**Activity:** Find the word "StdRng" in the data. Return every line where it appears.
○ ○ ○ ○
use std::collections::BTreeMap;

use rand::SeedableRng;
use rand::rngs::StdRng;

use wrep_core::{
    BACKGROUND, ColorWheel, PointerSample, Rgb, Stage, TrialRecord, WHEEL_SIZE,
    signed_wheel_error,
};
use wrep_experiment::{ConfigError, ExperimentConfig, Session, SessionError};
use wrep_timing::HighPrecisionTimer;

fn wheel() -> ColorWheel {
    let rows = (0..WHEEL_SIZE)
        .map(|i| [(i % 256) as u8, (i / 256) as u8, 40])
        .collect();
    ColorWheel::from_rows(rows).unwrap()
}

fn fast_config() -> ExperimentConfig {
    ExperimentConfig {
        set_sizes: vec![1, 3],
        trials_per_set_size: 2,
        number_of_blocks: 2,
        sample_time: 0.001,
        blank_time: 0.0,
        ..Default::default()
    }
}

/// A stage that plays the participant: it aims at the first wheel of the
/// latest presented frame, toggles the button every tick so each press is
/// a fresh edge, and always reads the same answer color off the screen.
struct AutoStage {
    answer: Rgb,
    queued_wheels: Vec<(f32, f32)>,
    frame_wheels: Vec<(f32, f32)>,
    pressed: bool,
    clock_ns: u64,
    cancel_after: Option<usize>,
    cancel_polls: usize,
}

impl AutoStage {
    fn new(answer: Rgb) -> Self {
        Self {
            answer,
            queued_wheels: Vec::new(),
            frame_wheels: Vec::new(),
            pressed: false,
            clock_ns: 1_000_000_000,
            cancel_after: None,
            cancel_polls: 0,
        }
    }

    fn cancelling_after(answer: Rgb, polls: usize) -> Self {
        Self {
            cancel_after: Some(polls),
            ..Self::new(answer)
        }
    }
}

impl Stage for AutoStage {
    fn draw_circle(&mut self, _at: (f32, f32), _radius: f32, _color: Rgb) {}

    fn draw_wheel(&mut self, at: (f32, f32), _radius: f32, _rotation: u16) {
        self.queued_wheels.push(at);
    }

    fn present(&mut self) {
        self.frame_wheels = std::mem::take(&mut self.queued_wheels);
    }

    fn pointer(&mut self) -> PointerSample {
        self.pressed = !self.pressed;
        self.clock_ns += 16_000_000;
        PointerSample {
            position: self.frame_wheels.first().copied().unwrap_or((99.0, 99.0)),
            pressed: self.pressed,
            timestamp: self.clock_ns,
        }
    }

    fn sample_color(&mut self, at: (f32, f32)) -> Option<Rgb> {
        let on_a_wheel = self
            .frame_wheels
            .iter()
            .any(|&(x, y)| (x - at.0).abs() < 0.01 && (y - at.1).abs() < 0.01);
        Some(if on_a_wheel { self.answer } else { BACKGROUND })
    }

    fn cancel_requested(&mut self) -> bool {
        self.cancel_polls += 1;
        self.cancel_after
            .is_some_and(|after| self.cancel_polls > after)
    }
}

fn by_trial(records: &[TrialRecord]) -> BTreeMap<(usize, usize), Vec<&TrialRecord>> {
    let mut grouped: BTreeMap<(usize, usize), Vec<&TrialRecord>> = BTreeMap::new();
    for record in records {
        grouped.entry((record.block, record.trial)).or_default().push(record);
    }
    grouped
}

#[test]
fn a_full_session_records_every_item_of_every_trial() {
    let wheel = wheel();
    let answer = wheel.color(0);
    let config = fast_config();
    let session = Session::new(
        config.clone(),
        wheel,
        "s01",
        AutoStage::new(answer),
        HighPrecisionTimer::new(),
        StdRng::seed_from_u64(42),
        Vec::<TrialRecord>::new(),
    )
    .unwrap();

    let records = session.run().unwrap();

    // 2 blocks x (2 trials of 1 item + 2 trials of 3 items).
    assert_eq!(records.len(), 2 * (2 * 1 + 2 * 3));

    let grouped = by_trial(&records);
    assert_eq!(grouped.len(), 2 * config.trials_per_block());

    for ((block, trial), rows) in &grouped {
        assert!(*block < config.number_of_blocks);
        assert!(*trial < config.trials_per_block());

        let set_size = rows[0].set_size;
        assert_eq!(rows.len(), set_size);
        assert!(config.set_sizes.contains(&set_size));

        // Rows come out in layout order and clicks cover 1..=set_size.
        let mut clicks: Vec<u16> = rows.iter().map(|r| r.click_number).collect();
        clicks.sort_unstable();
        assert_eq!(clicks, (1..=set_size as u16).collect::<Vec<_>>());
        for (i, row) in rows.iter().enumerate() {
            assert_eq!(row.location_number, i + 1);
            assert_eq!(row.subject, "s01");
            assert_eq!(row.set_size, set_size);
            assert!(row.timestamp > 0);
        }
    }
}

#[test]
fn recorded_errors_score_the_answer_against_each_true_color() {
    let wheel = wheel();
    let answer = wheel.color(0);
    let session = Session::new(
        fast_config(),
        wheel,
        "s02",
        AutoStage::new(answer),
        HighPrecisionTimer::new(),
        StdRng::seed_from_u64(7),
        Vec::<TrialRecord>::new(),
    )
    .unwrap();

    let records = session.run().unwrap();

    for record in &records {
        assert_eq!(record.resp_color, Some(answer));
        // The stage always answers wheel row 0, so every error is the
        // signed offset from the item's true hue back to zero.
        assert_eq!(record.error, Some(signed_wheel_error(0, record.color_index)));
        let rt = record.rt.expect("every item was clicked");
        assert!(rt >= 0.0);
    }
}

#[test]
fn trial_geometry_survives_into_the_records() {
    let wheel = wheel();
    let answer = wheel.color(0);
    let config = fast_config();
    let session = Session::new(
        config.clone(),
        wheel,
        "s03",
        AutoStage::new(answer),
        HighPrecisionTimer::new(),
        StdRng::seed_from_u64(11),
        Vec::<TrialRecord>::new(),
    )
    .unwrap();

    let records = session.run().unwrap();

    for record in &records {
        let norm = (f64::from(record.location_x).powi(2)
            + f64::from(record.location_y).powi(2))
        .sqrt();
        assert!((norm - f64::from(config.distance_from_fixation)).abs() < 1e-4);
        assert!(record.color_index < WHEEL_SIZE);
    }
}

#[test]
fn the_same_seed_reproduces_the_same_protocol() {
    let run = |seed: u64| {
        let wheel = wheel();
        let answer = wheel.color(0);
        Session::new(
            fast_config(),
            wheel,
            "s04",
            AutoStage::new(answer),
            HighPrecisionTimer::new(),
            StdRng::seed_from_u64(seed),
            Vec::<TrialRecord>::new(),
        )
        .unwrap()
        .run()
        .unwrap()
    };

    let first = run(5);
    let second = run(5);
    let protocol = |records: &[TrialRecord]| {
        records
            .iter()
            .map(|r| {
                (
                    r.block,
                    r.trial,
                    r.location_number,
                    r.set_size,
                    r.color_index,
                    r.true_color,
                    (r.location_x.to_bits(), r.location_y.to_bits()),
                )
            })
            .collect::<Vec<_>>()
    };
    assert_eq!(protocol(&first), protocol(&second));
}

#[test]
fn cancelling_mid_trial_aborts_the_whole_run() {
    let wheel = wheel();
    let answer = wheel.color(0);
    let session = Session::new(
        fast_config(),
        wheel,
        "s05",
        AutoStage::cancelling_after(answer, 3),
        HighPrecisionTimer::new(),
        StdRng::seed_from_u64(3),
        Vec::<TrialRecord>::new(),
    )
    .unwrap();

    let err = session.run().unwrap_err();
    assert!(matches!(err, SessionError::Cancelled(_)));
}

#[test]
fn an_infeasible_configuration_never_starts() {
    let config = ExperimentConfig {
        set_sizes: vec![8],
        min_color_dist: 26,
        ..Default::default()
    };
    let result = Session::new(
        config,
        wheel(),
        "s06",
        AutoStage::new([1, 1, 1]),
        HighPrecisionTimer::new(),
        StdRng::seed_from_u64(1),
        Vec::<TrialRecord>::new(),
    );
    let Err(err) = result else {
        panic!("an infeasible configuration validated");
    };
    assert!(matches!(err, ConfigError::InfeasibleColorDist { .. }));
}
○ ○ ○ ○
**Output of the exercise:**
use rand::rngs::StdRng;
        StdRng::seed_from_u64(42),
        StdRng::seed_from_u64(7),
        StdRng::seed_from_u64(11),
            StdRng::seed_from_u64(seed),
        StdRng::seed_from_u64(3),
        StdRng::seed_from_u64(1),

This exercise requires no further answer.